Measurement and Track Fusion with Disparate Sensors

It is an assumed fact that measurement fusion will always produce better results than track fusion at the system level. Decisions have been made given this assumed fact, and many trade-offs have been made due to communication limitations. For some systems, only the source tracks are communicated to the system level due to these constraints. It also depends to some degree on the expected characteristics of the flight path of the object that is being tracked. Therefore, the decision of whether to fuse measurements or source tracks at the system level is made given the communication limitations and the nature of the objects that are being tracked. This paper extends our previous work on this subject. For the first phase of this work, a three-sensor scenario was created with all measurements being sent to the system level where a composite tracker filtered in all of the measurements. In parallel for comparison, the source tracks were sent to the system level where a network tracker fused the source tracks together.
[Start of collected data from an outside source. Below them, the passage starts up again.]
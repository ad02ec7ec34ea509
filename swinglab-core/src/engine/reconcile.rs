//! Position-target reconciliation — size an order from the delta between a
//! desired signed position and the held one.
//!
//! The plan is pure; driving it through the order manager (cancel any stale
//! outstanding order first, then submit) is `reconcile_position`.

use crate::domain::{IdGen, OrderId, OrderKind, OrderSide};
use crate::engine::broker::Broker;
use crate::engine::order_manager::OrderManager;
use crate::error::EngineError;

/// The order a reconciliation step wants placed.
#[derive(Debug, Clone, Copy, PartialEq)]
pub struct OrderSpec {
    pub side: OrderSide,
    pub quantity: u32,
    pub kind: OrderKind,
}

/// Plan the order that moves `current` toward `target`.
///
/// Capping rule: an order never crosses through flat in one step. Buying
/// against a short covers at most the short; selling against a long sells
/// at most the long. The remaining delta waits for the next reconciliation
/// cycle. (Whether the original intent was risk control or an oversight is
/// unknowable; the behavior is preserved as documented.)
///
/// The limit price is the last price observed at planning time and is
/// deliberately not re-queried at submission — a known staleness window.
pub fn plan(target: i64, current: i64, last_price: f64) -> Result<Option<OrderSpec>, EngineError> {
    if !last_price.is_finite() || last_price <= 0.0 {
        return Err(EngineError::Validation(format!(
            "last price {last_price} is not a usable limit price"
        )));
    }

    let delta = target.checked_sub(current).ok_or_else(|| {
        EngineError::Validation(format!("target {target} - current {current} overflows"))
    })?;
    if delta == 0 {
        return Ok(None);
    }

    let (side, mut quantity) = if delta > 0 {
        (OrderSide::Buy, delta.unsigned_abs())
    } else {
        (OrderSide::Sell, delta.unsigned_abs())
    };

    // Cover-only cap against an opposing position.
    if side == OrderSide::Buy && current < 0 {
        quantity = quantity.min(current.unsigned_abs());
    } else if side == OrderSide::Sell && current > 0 {
        quantity = quantity.min(current.unsigned_abs());
    }

    let quantity = u32::try_from(quantity)
        .map_err(|_| EngineError::Validation(format!("quantity {quantity} exceeds order size")))?;
    if quantity == 0 {
        return Ok(None);
    }

    Ok(Some(OrderSpec {
        side,
        quantity,
        kind: OrderKind::Limit {
            limit_price: last_price,
        },
    }))
}

/// Drive one reconciliation cycle through the order manager.
///
/// A stale target invalidates any in-flight order, so an outstanding order
/// is cancelled — and the cancel confirmed — before the replacement is
/// submitted. If the cancel fails the whole cycle aborts with the error and
/// is retried on the next tick; two live orders are never risked.
pub fn reconcile_position(
    manager: &mut OrderManager,
    broker: &mut dyn Broker,
    id_gen: &mut IdGen,
    target: i64,
    last_price: f64,
    bar_index: usize,
) -> Result<Option<OrderId>, EngineError> {
    manager.cancel_outstanding(broker, "stale target")?;

    let current = manager.position().quantity;
    let spec = match plan(target, current, last_price)? {
        Some(spec) => spec,
        None => return Ok(None),
    };

    manager
        .submit_entry(
            broker,
            id_gen,
            spec.side,
            spec.kind,
            spec.quantity,
            None,
            bar_index,
        )
        .map(Some)
}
The second phase of this work modified the scenario to increase the measurement rate of the local sensor, but only communicated the measurements to the system level at the same rate that the source tracks were transmitted. The rate of the local measurements was at 10 hertz, but measurements and source tracks were sent only at a one hertz rate. The results from this setup produced some interesting take-aways. Now in phase three, the scenario is enhanced to change to make the three sensors in the scenario disparate in their resolution capabilities. The setup, results, and conclusions for this updated scenario are presented in this paper. The overall goal of this effort is to explore the situations when measurement fusion is warranted given the extra "expense" of communications.